After conquering the big screen and dipping their toes into the traditional small screen, the Marvel Cinematic Universe now has their eyes on the streaming screen with it’s upcoming slate of Netflix shows. The first of those shows is Daredevil, the fan favorite Marvel hero known in his normal life as blind lawyer Matt Murdock. The series stars Charlie Cox as Murdock and will also feature Vincent D’Onofrio as the corrupt businessman Kingpin and Rosario Dawson as nurse Claire Temple. The nunchuck wielding hero will clean up the streets of Hell’s Kitchen when all the episodes are released on April 10th 2015, but until then the teaser trailer for the series has been released and is embedded below;

The biggest thing to note based on this trailer; Marvel appears to be going gritty, but not in a false way. We’ve seen many a show set within a comic book universe attempt to keep an overtly darker tone, but usually fail and just come off as silly (looking at you, Gotham). Instead, the tone here feels appropriate and consistent for the story of a blind vigilante attempting to clean up the streets of Hell’s Kitchen. The emphasis on blood in particular shows that Marvel appears to be taking their characters to an extreme they normally wouldn’t be able to on a network television show or even with a big budget feature film.
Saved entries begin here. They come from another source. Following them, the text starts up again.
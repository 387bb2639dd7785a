//! Fragment-assembled slicing chunker.
//!
//! Grounded on `worker_dash.py::DASHWorker`: the downloader writes numbered fragment files
//! (`<streamId>.<formatId>.Frag<N>`) to a directory; a monitor task groups them by sequence,
//! waits for each sequence to be "ready" (enough tracks present), muxes ready sequences into
//! MPEG-TS via the external muxer, and accumulates duration until a Chunk-worth is ready.

use std::collections::BTreeMap;
use std::path::{Path, PathBuf};
use std::sync::Arc;
use std::time::Duration;

use anyhow::Result;
use async_trait::async_trait;
use regex::Regex;
use tokio::sync::mpsc::UnboundedSender;
use tracing::{debug, error, info, warn};

use crate::downloader::Downloader;
use crate::muxer::Muxer;
use crate::shutdown::ShutdownSignal;
use crate::types::{Chunk, DashState, MediaType, StreamInfo};

use super::Chunker;

const SCAN_INTERVAL: Duration = Duration::from_secs(1);

pub struct DashChunker {
    downloader: Arc<dyn Downloader>,
    muxer: Arc<dyn Muxer>,
    buffer_size_seconds: f64,
    fragment_dir: PathBuf,
    state_file: PathBuf,
}

impl DashChunker {
    pub fn new(
        downloader: Arc<dyn Downloader>,
        muxer: Arc<dyn Muxer>,
        buffer_size_seconds: u32,
        fragment_dir: PathBuf,
        state_file: PathBuf,
    ) -> Self {
        Self {
            downloader,
            muxer,
            buffer_size_seconds: buffer_size_seconds as f64,
            fragment_dir,
            state_file,
        }
    }

    async fn load_state(&self, stream_id: &str, default_start_time: f64) -> (i64, f64) {
        let Ok(bytes) = tokio::fs::read(&self.state_file).await else {
            return (0, default_start_time);
        };
        let Ok(state) = serde_json::from_slice::<DashState>(&bytes) else {
            return (0, default_start_time);
        };
        if state.stream_id == stream_id {
            (state.last_sequence, state.current_stream_time)
        } else {
            (0, default_start_time)
        }
    }

    async fn save_state(&self, stream_id: &str, last_sequence: i64, current_stream_time: f64) {
        let state = DashState {
            stream_id: stream_id.to_owned(),
            last_sequence,
            current_stream_time,
        };
        if let Ok(bytes) = serde_json::to_vec(&state) {
            if let Err(err) = tokio::fs::write(&self.state_file, bytes).await {
                warn!(%err, "failed to persist DASH resume state");
            }
        }
    }
}

#[async_trait]
impl Chunker for DashChunker {
    async fn run(
        &self,
        info: &StreamInfo,
        tx: &UnboundedSender<Chunk>,
        stop: &mut ShutdownSignal,
    ) -> Result<()> {
        let default_start_time = info.start_time.parse().unwrap_or_else(|_| super::now_seconds());
        let (mut last_seq, mut current_stream_time) =
            self.load_state(&info.stream_id, default_start_time).await;

        let is_fresh = last_seq == 0 && current_stream_time == default_start_time;
        if is_fresh && tokio::fs::try_exists(&self.fragment_dir).await.unwrap_or(false) {
            let _ = tokio::fs::remove_dir_all(&self.fragment_dir).await;
        }
        tokio::fs::create_dir_all(&self.fragment_dir).await?;

        let mut child = self
            .downloader
            .spawn_fragments(&info.url, &info.stream_id, &self.fragment_dir, info.media_type)
            .await?;

        let is_video_mode = info.media_type == MediaType::Video;
        let frag_re = Regex::new(r"Frag(\d+)").expect("static regex is valid");

        let mut buffer: Vec<u8> = Vec::new();
        let mut buffer_duration = 0.0f64;

        loop {
            if stop.is_set() {
                break;
            }
            if let Ok(Some(_)) = child.try_wait() {
                info!(key = %info.key, "DASH downloader process ended");
                break;
            }

            tokio::select! {
                _ = tokio::time::sleep(SCAN_INTERVAL) => {}
                _ = stop.cancelled() => break,
            }

            let pending = scan_pending_fragments(&self.fragment_dir, &frag_re, last_seq).await;
            if pending.is_empty() {
                continue;
            }

            for (seq, files) in pending {
                let ready = if is_video_mode {
                    if files.len() >= 2 {
                        true
                    } else if let [only] = files.as_slice() {
                        is_single_file_complete_av(only).await
                    } else {
                        false
                    }
                } else {
                    !files.is_empty()
                };

                if !ready {
                    break;
                }

                let merged_path = self.fragment_dir.join(format!("merged_{seq}.ts"));
                if let Err(err) = self.muxer.mux(&files, &merged_path).await {
                    error!(key = %info.key, seq, %err, "failed to mux DASH fragments");
                    break;
                }

                let data = match tokio::fs::read(&merged_path).await {
                    Ok(d) => d,
                    Err(err) => {
                        error!(key = %info.key, seq, %err, "failed to read muxed DASH fragment");
                        break;
                    }
                };
                let duration =
                    crate::audio::precise_duration_seconds(&data, Some("ts")).unwrap_or(0.0);
                let _ = tokio::fs::remove_file(&merged_path).await;

                if duration > 0.0 {
                    buffer.extend_from_slice(&data);
                    buffer_duration += duration;
                }
                last_seq = seq;

                if buffer_duration >= self.buffer_size_seconds - 0.2 {
                    debug!(key = %info.key, seq, buffer_duration, "emitting DASH chunk");
                    let raw = std::mem::take(&mut buffer);
                    if tx
                        .send(Chunk {
                            raw,
                            audio_start_time: current_stream_time,
                            key: info.key.clone(),
                            media_type: info.media_type,
                        })
                        .is_err()
                    {
                        return Ok(());
                    }
                    current_stream_time += buffer_duration;
                    buffer_duration = 0.0;
                    self.save_state(&info.stream_id, last_seq, current_stream_time).await;
                }
            }
        }

        if !buffer.is_empty() {
            let _ = tx.send(Chunk {
                raw: buffer,
                audio_start_time: current_stream_time,
                key: info.key.clone(),
                media_type: info.media_type,
            });
        }

        let _ = child.start_kill();
        Ok(())
    }
}

/// A lone fragment is ready on its own when it already muxes both an audio and a video
/// stream, so a YouTube stream that writes one combined AV fragment per sequence (instead
/// of separate audio/video files) doesn't stall waiting for a second file.
async fn is_single_file_complete_av(path: &Path) -> bool {
    match tokio::fs::read(path).await {
        Ok(data) => crate::audio::is_complete_av(&data, None),
        Err(_) => false,
    }
}

/// Group valid fragment files (`Frag<seq>`, not `.part`/`.ytdl`, size > 0) by sequence
/// number, keeping only sequences greater than `last_seq`, sorted ascending.
async fn scan_pending_fragments(
    dir: &Path,
    frag_re: &Regex,
    last_seq: i64,
) -> Vec<(i64, Vec<PathBuf>)> {
    let mut grouped: BTreeMap<i64, Vec<PathBuf>> = BTreeMap::new();

    let Ok(mut entries) = tokio::fs::read_dir(dir).await else {
        return Vec::new();
    };

    while let Ok(Some(entry)) = entries.next_entry().await {
        let path = entry.path();
        let Some(name) = path.file_name().and_then(|n| n.to_str()) else {
            continue;
        };
        if name.ends_with(".part") || name.ends_with(".ytdl") {
            continue;
        }
        let Some(caps) = frag_re.captures(name) else {
            continue;
        };
        let Ok(seq) = caps[1].parse::<i64>() else {
            continue;
        };
        if seq <= last_seq {
            continue;
        }

        let size = tokio::fs::metadata(&path).await.map(|m| m.len()).unwrap_or(0);
        if size == 0 {
            continue;
        }

        grouped.entry(seq).or_default().push(path);
    }

    grouped.into_iter().collect()
}
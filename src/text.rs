//! Text post-processing applied to raw ASR segment output: profanity decensoring and
//! stream-title date stripping.

use std::sync::LazyLock;

use regex::Regex;

/// Case-sensitive censored-form replacements. Each key is matched both as given (intended
/// to be lowercase) and with its first letter capitalized, mirroring how a sentence-leading
/// word would be cased.
const WORD_MAP: &[(&str, &str)] = &[
    ("f**k", "fuck"),
    ("f***ing", "fucking"),
    ("f*****g", "fucking"),
    ("f******", "fucking"),
    ("fuck***t", "fucking bullshit"),
    ("fuck***", "fucking"),
    ("f**ing", "fucking"),
    ("f*****", "fucker"),
    ("f***", "fuck"),
    ("f**", "fuck"),
    ("sh**", "shit"),
    ("s**t", "shit"),
    ("s***", "shit"),
    ("a**", "ass"),
    ("b**ch", "bitch"),
    ("b***h", "bitch"),
    ("c***", "cunt"),
    ("p***y", "pussy"),
    ("d**n", "damn"),
    ("****", "fuck"),
];

/// Rewrite asterisked profanity to its canonical form.
///
/// Replacement is case-sensitive and tries both the all-lowercase and capitalized form of
/// each key, so `"f**k"` and `"F**k"` both resolve, but `"F**K"` does not.
pub fn decensor(text: &str) -> String {
    let mut out = text.to_owned();
    for (old, new) in WORD_MAP {
        out = out.replace(old, new);
        out = out.replace(&capitalize(old), &capitalize(new));
    }
    out
}

fn capitalize(word: &str) -> String {
    let mut chars = word.chars();
    match chars.next() {
        Some(first) => first.to_uppercase().collect::<String>() + chars.as_str(),
        None => String::new(),
    }
}

static DATE_PATTERN: LazyLock<Regex> = LazyLock::new(|| {
    Regex::new(r"\b(\d{4}-\d{2}-\d{2})\b|\b(\d{2}/\d{2}/\d{4})\b|\b(\d{2}:\d{2})\b")
        .expect("date pattern is a valid regex")
});

/// Strip an embedded date or time token (`YYYY-MM-DD`, `MM/DD/YYYY`, or `HH:MM`) from a
/// stream title, then trim the result. Only the matched token is removed; any double space
/// it leaves behind in the middle of the string is intentionally left alone, matching the
/// upstream probe's behavior.
pub fn strip_date(title: &str) -> String {
    DATE_PATTERN.replace_all(title, "").trim().to_owned()
}

#[cfg(test)]
mod tests {
    use super::*;

    #[test]
    fn decensor_lowercase() {
        assert_eq!(decensor("f**k"), "fuck");
    }

    #[test]
    fn decensor_capitalized() {
        assert_eq!(decensor("F**k"), "Fuck");
    }

    #[test]
    fn decensor_mid_sentence() {
        assert_eq!(decensor("sh** happens"), "shit happens");
    }

    #[test]
    fn decensor_is_a_fixed_point() {
        let once = decensor("f**k this sh** F**k");
        let twice = decensor(&once);
        assert_eq!(once, twice);
    }

    #[test]
    fn decensor_leaves_clean_text_untouched() {
        assert_eq!(decensor("hello world"), "hello world");
    }

    #[test]
    fn strip_date_iso() {
        assert_eq!(strip_date("Stream 2023-01-01 Title"), "Stream  Title");
    }

    #[test]
    fn strip_date_time_token() {
        assert_eq!(strip_date("Morning show 08:30 edition"), "Morning show  edition");
    }

    #[test]
    fn strip_date_no_match_is_unchanged() {
        assert_eq!(strip_date("Just a title"), "Just a title");
    }
}
//! Periodic `/status` push.
//!
//! Grounded on `status_reporter.py::StatusReporter`.

use std::time::Duration;

use tracing::{info, warn};

use crate::relay::{Outcome, RelayClient};
use crate::types::StatusReport;

const REPORT_INTERVAL: Duration = Duration::from_secs(60);

pub async fn run(
    relay: &RelayClient,
    version: String,
    build_time: String,
    keys: Vec<String>,
    mut stop: crate::shutdown::ShutdownSignal,
) {
    info!("status reporter starting");
    loop {
        let report = StatusReport {
            version: version.clone(),
            build_time: build_time.clone(),
            keys: keys.clone(),
        };

        match relay.status(&report).await {
            Outcome::Ok => {}
            other => warn!(?other, "status push failed"),
        }

        tokio::select! {
            _ = tokio::time::sleep(REPORT_INTERVAL) => {}
            _ = stop.cancelled() => break,
        }
    }
    info!("status reporter stopping");
}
Yet at the same time, that risk doesn’t appear to have a sacrifice of budget, with the few glimpses of action and the general aesthetics of the show giving off the vibe of a brooding yet action packed story. At the same time, the character of Murdock doesn’t appear to be lost in the shuffle of action either. It helps that Charlie Cox’s performance gives off a quiet demeanor, but still has something boiling underneath that makes him a potentially believable force to be reckoned with once he dons the outfit. Still, we’ll have to wait until the show debuts in April to see Murdock in full on Daredevil mode.

In the meantime, are you all excited by this trailer? Does it make up for the Ben Affleck movie already? Post your thoughts in the comments below!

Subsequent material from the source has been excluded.